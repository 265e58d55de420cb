/// This error indicates an invalid [`crate::SlotId`] was used.
///
/// Within the context of one [`crate::SlotPool`], an id can be invalid if it has never been
/// handed out by that [`crate::SlotPool`], or if its slot has been released since.
#[derive(Debug, Copy, Clone, Eq, PartialEq, Hash)]
pub struct InvalidIdError;

/// This error indicates every slot of a [`crate::SlotPool`] is in use.
///
/// The value that could not be stored is handed back, so the caller keeps ownership of it.
#[derive(Debug, Clone, Eq, PartialEq)]
pub struct ExhaustedError<T>(pub T);

impl<T> ExhaustedError<T> {
    /// Returns the value that was rejected.
    pub fn into_inner(self) -> T {
        self.0
    }
}
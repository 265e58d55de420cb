use crate::error::SetupError;
use crate::Alignment;
use std::fmt::{Debug, Formatter};

/// Word-aligned staging memory for transfers whose caller buffer the transport can't use directly.
///
/// Backed by `u32`s so the first byte is always word aligned, whatever the allocator returns for
/// byte buffers.
pub struct BounceBuffer {
    words: Box<[u32]>,
    /// Usable size in bytes. At most `words.len() * 4`.
    len: usize,
}

const_assert!(std::mem::align_of::<u32>() >= 4);

impl BounceBuffer {
    /// Allocate a zeroed bounce buffer of `size` bytes.
    ///
    /// Fails with [`SetupError::BounceAllocation`] if the memory can't be reserved.
    pub fn new(size: usize) -> Result<Self, SetupError> {
        let word_count = size.div_ceil(4);
        let mut words = Vec::new();
        words
            .try_reserve_exact(word_count)
            .map_err(|_| SetupError::BounceAllocation(size))?;
        words.resize(word_count, 0);
        Ok(Self {
            words: words.into_boxed_slice(),
            len: size,
        })
    }

    /// Size in bytes.
    #[allow(clippy::len_without_is_empty)]
    pub fn len(&self) -> usize {
        self.len
    }

    pub fn alignment(&self) -> Alignment {
        Alignment::WORD
    }

    pub fn as_bytes(&self) -> &[u8] {
        // SAFETY: `words` holds `words.len() * 4 >= self.len` initialized bytes, and `u8` has no
        // alignment or validity requirements.
        unsafe { std::slice::from_raw_parts(self.words.as_ptr().cast::<u8>(), self.len) }
    }

    pub fn as_bytes_mut(&mut self) -> &mut [u8] {
        // SAFETY: as for `as_bytes`; the borrow of `self` is exclusive.
        unsafe { std::slice::from_raw_parts_mut(self.words.as_mut_ptr().cast::<u8>(), self.len) }
    }

    /// Returns the first `len` bytes, or `None` if the buffer is smaller than that.
    pub fn staging(&mut self, len: usize) -> Option<&mut [u8]> {
        self.as_bytes_mut().get_mut(..len)
    }
}

impl Debug for BounceBuffer {
    fn fmt(&self, f: &mut Formatter<'_>) -> std::fmt::Result {
        f.debug_struct("BounceBuffer")
            .field("len", &self.len)
            .finish_non_exhaustive()
    }
}

#[cfg(test)]
mod tests {
    use super::*;

    #[test]
    fn bytes_are_word_aligned() {
        let mut bounce = BounceBuffer::new(10).unwrap();
        assert_eq!(10, bounce.len());
        assert!(Alignment::WORD.is_aligned_ptr(bounce.as_bytes()));
        assert_eq!(10, bounce.as_bytes_mut().len());
    }

    #[test]
    fn staging_is_bounded() {
        let mut bounce = BounceBuffer::new(32 * 1024).unwrap();
        assert_eq!(Some(512), bounce.staging(512).map(|s| s.len()));
        assert!(bounce.staging(32 * 1024).is_some());
        assert!(bounce.staging(32 * 1024 + 1).is_none());
    }
}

• REQUIRED ACTION
Once the line with "assert_eq!(10, bounce.len());" is found, write out that line and every one after it through the last line of the records, exactly and with nothing else.

• WRITTEN RESPONSE
        assert_eq!(10, bounce.len());
        assert!(Alignment::WORD.is_aligned_ptr(bounce.as_bytes()));
        assert_eq!(10, bounce.as_bytes_mut().len());
    }

    #[test]
    fn staging_is_bounded() {
        let mut bounce = BounceBuffer::new(32 * 1024).unwrap();
        assert_eq!(Some(512), bounce.staging(512).map(|s| s.len()));
        assert!(bounce.staging(32 * 1024).is_some());
        assert!(bounce.staging(32 * 1024 + 1).is_none());
    }
}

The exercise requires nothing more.